With marriage equality and LGBTQI+ rights at the forefront of our minds right now as we stare down the barrel of the Turnbull government’s postal plebiscite, Judas Priest icon Rob Halford has talked about the difficulties he’s faced in life as one of metal’s most prominent gay figures, talking about the moment he came out to the public almost two decades ago.
In an interview with Fox Sports (via Blabbermouth), he mentions that his coming out was almost by accident, and that he feared the fallout from the casual admission almost immediately.
“I was away from Priest at the time, I was fronting a band called Two with John 5, who’s now with Rob Zombie,” he begins. “And [in 1998] I was doing an interview with MTV and talking about music and blah blah blah, and very off the cuff, I said, ‘Speaking as a gay man in metal…’, blah blah blah.
“Well, the guy dropped his clip, the producer, because it was big news at the time. In reflection, would I have said that while was in Priest?
“The thing about gay people is that until we come out of the closet, we’re always protecting other people: ‘I can’t do this, because it’s gonna hurt so-and-so,'” he continues. “We’re trying to live the lives of other people, and that’s the worst thing you can do. You’ve gotta learn to love yourself and live your own life. Then you can go out in the world and try and figure everything else out.
“So I said that thing, and I went back to the hotel, and I thought, ‘Oh, what have I done?
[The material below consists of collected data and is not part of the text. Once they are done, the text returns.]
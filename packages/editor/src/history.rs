//! # History
//!
//! Main and session snapshot stacks behind one interface.
//!
//! ## Design
//!
//! ```text
//!             enter_session                  leave_session
//!   main ───────────┬──────────────────────────────┬──► main (+1 collapsed)
//!                   └─► session: [Initial] [a] [b] ┘
//! ```
//!
//! - Exactly one stack is active; the session stack is empty whenever no
//!   session is open
//! - Snapshot ids come from one clock shared by both stacks
//! - `suppress`/`allow` nest; while suppressed `take_snapshot` is a no-op
//! - Inside a single-snapshot scope only the first request survives
//!   (or a later one that upgrades a UI-only request to a modifying one),
//!   and it is captured once when the outermost scope ends

use crate::snapshot::{
    modifies_project, HistoryEntry, Payload, Snapshot, SnapshotData, SnapshotKind,
};
use crate::undo_stack::UndoStack;
use plater_common::SnapshotId;
use std::sync::Arc;
use thiserror::Error;

#[derive(Error, Debug, Clone, PartialEq)]
pub enum HistoryError {
    #[error("An edit session is already open")]
    SessionAlreadyActive,

    #[error("No edit session is open")]
    NoActiveSession,

    #[error("A project separator cannot be recorded inside an edit session")]
    SeparatorInSession,

    #[error("Snapshot not found: {0}")]
    UnknownSnapshot(SnapshotId),
}

#[derive(Debug, Clone)]
struct PendingSnapshot {
    name: String,
    kind: SnapshotKind,
    data: SnapshotData,
    modify: bool,
}

/// Coalesces snapshot requests inside a single-snapshot scope
#[derive(Debug, Default)]
struct SingleSnapshotGate {
    depth: u32,
    pending: Option<PendingSnapshot>,
}

impl SingleSnapshotGate {
    fn is_open(&self) -> bool {
        self.depth > 0
    }

    fn offer(&mut self, name: &str, kind: SnapshotKind, data: SnapshotData) -> bool {
        let modify = modifies_project(kind, name);
        if let Some(pending) = &self.pending {
            if pending.modify || !modify {
                return false;
            }
        }
        self.pending = Some(PendingSnapshot {
            name: name.to_string(),
            kind,
            data,
            modify,
        });
        true
    }
}

/// A snapshot made active by undo/redo, handed back for restoration
#[derive(Debug, Clone)]
pub struct Restored {
    pub id: SnapshotId,
    pub name: String,
    pub data: SnapshotData,
    pub payload: Arc<Payload>,
}

impl Restored {
    fn from_snapshot(snapshot: &Snapshot) -> Self {
        Self {
            id: snapshot.id,
            name: snapshot.name.clone(),
            data: snapshot.data,
            payload: Arc::clone(&snapshot.payload),
        }
    }
}

/// Outcome of closing an edit session
#[derive(Debug, Clone, PartialEq)]
pub struct SessionSummary {
    /// The session left an undoable change behind
    pub changed: bool,

    /// Name of the last modifying action inside the session
    pub last_action: Option<String>,

    /// Number of modifying actions inside the session
    pub actions: usize,

    /// Snapshot recorded on the main stack, if any
    pub snapshot: Option<SnapshotId>,
}

#[derive(Debug)]
pub struct History {
    main: UndoStack,
    session: UndoStack,
    in_session: bool,
    clock: u64,
    prevent: u32,
    gate: SingleSnapshotGate,
    memory_budget: usize,
}

impl History {
    pub fn new(memory_budget: usize) -> Self {
        Self {
            main: UndoStack::new(),
            session: UndoStack::new(),
            in_session: false,
            clock: 0,
            prevent: 0,
            gate: SingleSnapshotGate::default(),
            memory_budget,
        }
    }

    pub fn main(&self) -> &UndoStack {
        &self.main
    }

    pub fn session(&self) -> &UndoStack {
        &self.session
    }

    pub fn in_session(&self) -> bool {
        self.in_session
    }

    /// The stack undo/redo currently operate on
    pub fn active_stack(&self) -> &UndoStack {
        if self.in_session {
            &self.session
        } else {
            &self.main
        }
    }

    fn active_stack_mut(&mut self) -> &mut UndoStack {
        if self.in_session {
            &mut self.session
        } else {
            &mut self.main
        }
    }

    fn next_id(&mut self) -> SnapshotId {
        self.clock += 1;
        SnapshotId(self.clock)
    }

    pub fn is_suppressed(&self) -> bool {
        self.prevent > 0
    }

    pub fn suppress(&mut self) {
        self.prevent += 1;
    }

    pub fn allow(&mut self) {
        debug_assert!(self.prevent > 0, "unbalanced History::allow");
        self.prevent = self.prevent.saturating_sub(1);
    }

    /// Record a snapshot on the active stack.
    ///
    /// Returns `Ok(None)` when suppressed or deferred by a single-snapshot
    /// scope. `capture` runs only when the snapshot is actually recorded.
    pub fn take_snapshot(
        &mut self,
        name: &str,
        kind: SnapshotKind,
        data: SnapshotData,
        capture: impl FnOnce() -> Payload,
    ) -> Result<Option<SnapshotId>, HistoryError> {
        if kind == SnapshotKind::ProjectSeparator && self.in_session {
            return Err(HistoryError::SeparatorInSession);
        }

        if self.is_suppressed() {
            tracing::debug!("snapshot \"{}\" suppressed", name);
            return Ok(None);
        }

        if self.gate.is_open() {
            if !self.gate.offer(name, kind, data) {
                tracing::debug!("snapshot \"{}\" coalesced", name);
            }
            return Ok(None);
        }

        Ok(Some(self.record(name, kind, data, Arc::new(capture()))))
    }

    fn record(
        &mut self,
        name: &str,
        kind: SnapshotKind,
        data: SnapshotData,
        payload: Arc<Payload>,
    ) -> SnapshotId {
        let kind = match kind {
            SnapshotKind::Action if self.in_session => SnapshotKind::SessionAction,
            other => other,
        };

        let id = self.next_id();
        let snapshot = Snapshot::new(id, name, kind, data, payload);

        if kind == SnapshotKind::ProjectSeparator {
            self.main.clear();
            self.main.push(snapshot);
            self.main.mark_saved();
        } else {
            self.active_stack_mut().push(snapshot);
        }

        let budget = self.memory_budget.saturating_sub(self.session.memsize());
        let evicted = self.main.release_least_recently_used(budget);
        if evicted > 0 {
            tracing::info!("released {} snapshots to stay within budget", evicted);
        }

        tracing::info!(
            "snapshot {} \"{}\" taken ({:?}); history memory {} bytes",
            id,
            name,
            kind,
            self.main.memsize() + self.session.memsize()
        );
        id
    }

    pub fn begin_single_snapshot(&mut self) {
        self.gate.depth += 1;
    }

    /// Close a single-snapshot scope, recording the surviving request when
    /// the outermost scope ends.
    pub fn end_single_snapshot(
        &mut self,
        capture: impl FnOnce() -> Payload,
    ) -> Result<Option<SnapshotId>, HistoryError> {
        debug_assert!(self.gate.depth > 0, "unbalanced end_single_snapshot");
        self.gate.depth = self.gate.depth.saturating_sub(1);
        if self.gate.is_open() {
            return Ok(None);
        }

        match self.gate.pending.take() {
            Some(pending) => self.take_snapshot(&pending.name, pending.kind, pending.data, capture),
            None => Ok(None),
        }
    }

    /// Close a single-snapshot scope, dropping its request
    pub fn discard_single_snapshot(&mut self) {
        debug_assert!(self.gate.depth > 0, "unbalanced discard_single_snapshot");
        self.gate.depth = self.gate.depth.saturating_sub(1);
        if !self.gate.is_open() {
            self.gate.pending = None;
        }
    }

    pub fn can_undo(&self) -> bool {
        self.active_stack().can_undo()
    }

    pub fn can_redo(&self) -> bool {
        self.active_stack().can_redo()
    }

    pub fn undo(&mut self) -> Option<Restored> {
        let target = self.active_stack().undo_target()?;
        self.activate(target)
    }

    pub fn redo(&mut self) -> Option<Restored> {
        let target = self.active_stack().redo_target()?;
        self.activate(target)
    }

    /// Jump to any snapshot of the active stack
    pub fn jump_to(&mut self, id: SnapshotId) -> Result<Restored, HistoryError> {
        self.activate(id).ok_or(HistoryError::UnknownSnapshot(id))
    }

    fn activate(&mut self, id: SnapshotId) -> Option<Restored> {
        let restored = self
            .active_stack_mut()
            .activate(id)
            .map(Restored::from_snapshot)?;
        tracing::info!("restored snapshot {} \"{}\"", restored.id, restored.name);
        Some(restored)
    }

    /// Open a session stack and record its initial sentinel.
    pub fn enter_session(
        &mut self,
        name: &str,
        data: SnapshotData,
        capture: impl FnOnce() -> Payload,
    ) -> Result<SnapshotId, HistoryError> {
        if self.in_session {
            return Err(HistoryError::SessionAlreadyActive);
        }

        self.in_session = true;
        self.session.clear();
        let sentinel = format!("{}-Initial", name);
        Ok(self.record(
            &sentinel,
            SnapshotKind::EnteringEditSession,
            data,
            Arc::new(capture()),
        ))
    }

    /// Close the session stack.
    ///
    /// With `collapse` the session's changes become one
    /// `LeavingEditSessionWithAction` snapshot on the main stack named
    /// `name`, the tool's action name; the last action is only reported in
    /// the summary. Without it every session action is copied over followed
    /// by a `LeavingEditSessionNoAction` marker. A session that changed nothing
    /// leaves the main stack untouched.
    pub fn leave_session(
        &mut self,
        name: &str,
        collapse: bool,
        data: SnapshotData,
        capture: impl FnOnce() -> Payload,
    ) -> Result<SessionSummary, HistoryError> {
        if !self.in_session {
            return Err(HistoryError::NoActiveSession);
        }

        let actions: Vec<(String, Arc<Payload>, SnapshotData)> = self
            .session
            .actions()
            .into_iter()
            .map(|s| (s.name.clone(), Arc::clone(&s.payload), s.data))
            .collect();
        let last_action = actions.last().map(|(n, _, _)| n.clone());
        let changed = !actions.is_empty();

        self.session.clear();
        self.in_session = false;

        let snapshot = if !changed {
            None
        } else if collapse {
            Some(self.record(
                name,
                SnapshotKind::LeavingEditSessionWithAction,
                data,
                Arc::new(capture()),
            ))
        } else {
            for (action, payload, action_data) in &actions {
                self.record(action, SnapshotKind::SessionAction, *action_data, Arc::clone(payload));
            }
            Some(self.record(
                name,
                SnapshotKind::LeavingEditSessionNoAction,
                data,
                Arc::new(capture()),
            ))
        };

        Ok(SessionSummary {
            changed,
            last_action,
            actions: actions.len(),
            snapshot,
        })
    }

    pub fn mark_saved(&mut self) {
        self.main.mark_saved();
    }

    pub fn project_modified(&self) -> bool {
        self.main.project_modified()
    }

    pub fn memsize(&self) -> usize {
        self.main.memsize() + self.session.memsize()
    }

    /// History rows of the active stack, oldest first
    pub fn entries(&self) -> Vec<HistoryEntry> {
        self.active_stack().entries()
    }
}
//! # Background Coordinator
//!
//! Decides when the slicing engine re-runs and maps run outcomes back onto
//! plate validity.
//!
//! ## State machine
//!
//! ```text
//!   Idle ──update──► Validating ──► Idle
//!     │
//!     └──restart──► Running ──completion──► Finished | Cancelled | Error ──► Idle
//!                      ▲                                  │
//!                      └──────── slice-all: next plate ◄──┘ (Finished only)
//! ```
//!
//! ## Invariants
//!
//! - At most one run is `Running`; `restart` refuses while one is
//! - Completions are matched against the ticket of the active run, so a
//!   late event from a superseded run is dropped
//! - Every entry point asserts it runs on the thread that created the
//!   coordinator

use crate::document::{Document, ModelObject};
use crate::engine::{
    completion_channel, ApplyStatus, CompletionEvent, CompletionReceiver, Engine, PlateInput,
    RunOutcome, RunTicket, ValidationIssue,
};
use crate::events::{EventBus, ProjectEvent};
use crate::notifications::{JumpTarget, NotificationKind, NotificationSink};
use crate::plates::PlateSet;
use bitflags::bitflags;
use plater_common::PlateIndex;
use std::collections::{BTreeMap, VecDeque};
use std::thread::{self, ThreadId};

bitflags! {
    /// Result of `update`, and input to `restart`
    #[derive(Debug, Clone, Copy, PartialEq, Eq, Default)]
    pub struct UpdateStatus: u8 {
        /// The engine dropped its result for the current plate
        const INVALIDATED = 1;
        /// Validation passed and background processing wants a new run
        const RESTART_NEEDED = 1 << 1;
        const REFRESH_SCENE = 1 << 2;
        /// Validation failed; no run may start
        const INVALID = 1 << 3;
        /// Start even without RESTART_NEEDED unless the plate already
        /// holds a finished, valid result
        const FORCE_RESTART = 1 << 4;
        const FORCE_EXPORT = 1 << 5;
    }
}

#[derive(Debug, Clone, Copy, Default, PartialEq, Eq)]
pub enum RunState {
    #[default]
    Idle,
    Validating,
    Running,
    Finished,
    Cancelled,
    Error,
}

#[derive(Debug, Clone, Copy, Default, PartialEq, Eq)]
pub struct BackgroundRun {
    pub state: RunState,
    pub target_plate: PlateIndex,
    pub applied_generation: u64,
}

/// Live project state the coordinator reads and updates
pub struct SliceContext<'a> {
    pub document: &'a Document,
    pub plates: &'a mut PlateSet,
    pub print_config: &'a BTreeMap<String, String>,
    pub notifications: &'a mut dyn NotificationSink,
}

impl SliceContext<'_> {
    /// Build the engine input for a plate: its printable instances and the
    /// merged print config
    pub fn plate_input(&self, plate: PlateIndex) -> PlateInput {
        let Ok(p) = self.plates.plate(plate) else {
            return PlateInput {
                plate,
                ..Default::default()
            };
        };

        let objects: Vec<ModelObject> = p
            .objects()
            .filter_map(|id| self.document.object(id))
            .filter(|o| o.has_printable_instances())
            .map(|o| {
                let mut object = o.clone();
                object.instances.retain(|i| i.printable);
                object
            })
            .collect();

        let mut config = self.print_config.clone();
        config.extend(p.config.iter().map(|(k, v)| (k.clone(), v.clone())));

        PlateInput {
            plate,
            objects,
            config,
        }
    }
}

struct SliceAllBatch {
    queue: VecDeque<PlateIndex>,
}

fn jump_target(issue: &ValidationIssue) -> Option<JumpTarget> {
    issue
        .object
        .map(JumpTarget::Object)
        .or_else(|| issue.option_key.clone().map(JumpTarget::Option))
}

pub struct BackgroundCoordinator<E: Engine> {
    engine: E,
    completions: CompletionReceiver,
    run: BackgroundRun,
    active_ticket: Option<RunTicket>,
    last_outcome: Option<RunOutcome>,
    generation: u64,
    background_processing: bool,
    ui_job_active: bool,
    batch: Option<SliceAllBatch>,
    events: EventBus,
    owner: ThreadId,
}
There’s gonna be a fallout.'”
Sadly, LGBTQI+ people are still seen as breaking the law by many apparently civilised countries
Despite his fears of a backlash from the metal community – one that is often unfairly stigmatised as being violent and anti-social – he was actually heartened to find just how accepting and loving his fans were of his coming out.
“I’d never seen such an outpouring of love from people in all my life,” he says, “the letters, the faxes, the phone calls from everybody in the metal community: ‘Rob, we just don’t care. We want you to be who you are. We want you to sing those songs. We wanna come see you.’ And that was a tremendously uplifting moment for me. And it was also a tremendously uplifting moment for metal.
“Because, for the longest time, metal was the underdog in rock and roll, metal was never getting any respect, metal was always at the back of the line. And so I thought, ‘Well, isn’t this great?’ This just goes to show you that we in the metal community, as we call ourselves — probably because of the pushback that we felt because of the music that we love — we are the most tolerant, if you wanna say, the most open-minded, the most loving, the most accepting of all the kinds of music that we know in rock and roll. So it was a great moment.”
Unfortunately, while he was pleased with the reaction at the time, Halford is shocked at the lack of progress we’ve seen since then in the wider community, with gay people still having to fight for basic rights in many countries.
“I just get so frustrated and I get angry that here we are in 2017,” he bemoans. “I mean, growing up as a kid and suddenly realizing about my preferences… Well, it’s not really a preference — it’s who you are. You don’t make a choice. I am who I am. And because of the society that I grew up in, and to a still great extent today, we have this tremendous pushback in equality.
“I always kind of felt, as I was going through my teen years and my twenties and thirties, things would be better, but they’re not,” he adds. “There’s still a long way to go in America, and in my home country. And in some parts of the world, people like me get thrown off buildings, people like me get hung, just because of who we are. So the injustices that are put against gay people, much like the injustices against people of color, or people that have tremendous difficulties with accepting religions…”
“It’s a crazy world, isn’t it? You’d think that by now we’d have just figured things out and live and let live and love each other and just accept each other for who we are. Life is short.”
Halford has previously discussed the gay marriage debate at length when America faced its own challenges for marriage equality, and now with the postal plebiscite on its way, Australians are about to find out just how accepting we are as a country.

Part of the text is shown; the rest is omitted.